■ Problem details ■
The following data has a line with "pub mod error;" and a line with "#[derive(Debug, Error)]". Write out exactly those lines and all the lines between them.

Stored items:
BEGIN
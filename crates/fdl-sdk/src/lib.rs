//! High-level SDK for the file deposit ledger.
//!
//! [`DepositVault`] is the entry point for applications: it opens the chain
//! snapshot and sequence counters described by a [`VaultConfig`] and exposes
//! deposits, verification and lookups behind a single lock.

pub mod config;
pub mod error;
pub mod vault;

pub use config::VaultConfig;
pub use error::{SdkError, SdkResult};
pub use vault::{DepositVault, VaultStatus};

// Re-export key types
pub use fdl_ledger::{
    BlockInfo, DepositEntry, DepositReceipt, DepositRecord, DepositRequest, FileCheck,
    LoadOutcome, OwnedLookup, ReportEntry, VerifyResult, ViolationKind,
};
pub use fdl_types::{BlockHash, DepositId, FileHash, OwnerId, Timestamp};
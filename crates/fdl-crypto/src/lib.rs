//! Cryptographic primitives for the file deposit ledger.
//!
//! Provides SHA-256 block hashing over the canonical field concatenation and
//! a generic hash-chain verifier. All crypto operations wrap established
//! libraries; there is no custom cryptography.

pub mod chain;
pub mod hasher;

pub use chain::{ChainError, HasBlockHash, HashChainVerifier};
pub use hasher::BlockHasher;
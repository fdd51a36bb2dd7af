use thiserror::Error;

#[derive(Debug, Error)]
pub enum SdkError {
    #[error("ledger error: {0}")]
    Ledger(#[from] fdl_ledger::LedgerError),

    #[error("deposit failed: {0}")]
    Deposit(#[from] fdl_ledger::DepositError),

    #[error("store error: {0}")]
    Store(#[from] fdl_store::StoreError),

    #[error("invalid config: {0}")]
    Config(String),

    #[error("cannot read {}: {source}", path.display())]
    ReadFile {
        path: std::path::PathBuf,
        #[source]
        source: std::io::Error,
    },

    #[error("vault lock poisoned")]
    LockPoisoned,
}

pub type SdkResult<T> = Result<T, SdkError>;
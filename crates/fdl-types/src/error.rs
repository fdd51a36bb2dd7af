use thiserror::Error;

/// Errors produced by type parsing and validation.
#[derive(Debug, Error, PartialEq, Eq)]
pub enum TypeError {
    #[error("invalid hex string: {0}")]
    InvalidHex(String),

    #[error("invalid byte length: expected {expected}, got {actual}")]
    InvalidLength { expected: usize, actual: usize },

    #[error("invalid deposit id: {0}")]
    InvalidDepositId(String),

    #[error("invalid deposit date: {0}")]
    InvalidDate(String),

    #[error("invalid timestamp: {0}")]
    InvalidTimestamp(String),

    #[error("owner id must not be empty")]
    EmptyOwner,
}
END
■ Written solution ■
pub mod error;
pub mod vault;

pub use config::VaultConfig;
pub use error::{SdkError, SdkResult};
pub use vault::{DepositVault, VaultStatus};

// Re-export key types
pub use fdl_ledger::{
    BlockInfo, DepositEntry, DepositReceipt, DepositRecord, DepositRequest, FileCheck,
    LoadOutcome, OwnedLookup, ReportEntry, VerifyResult, ViolationKind,
};
pub use fdl_types::{BlockHash, DepositId, FileHash, OwnerId, Timestamp};
filename crates/fdl-crypto/src/lib.rs
//! Cryptographic primitives for the file deposit ledger.
//!
//! Provides SHA-256 block hashing over the canonical field concatenation and
//! a generic hash-chain verifier. All crypto operations wrap established
//! libraries; there is no custom cryptography.

pub mod chain;
pub mod hasher;

pub use chain::{ChainError, HasBlockHash, HashChainVerifier};
pub use hasher::BlockHasher;
repository fdd51a36bb2dd7af
use thiserror::Error;

#[derive(Debug, Error)]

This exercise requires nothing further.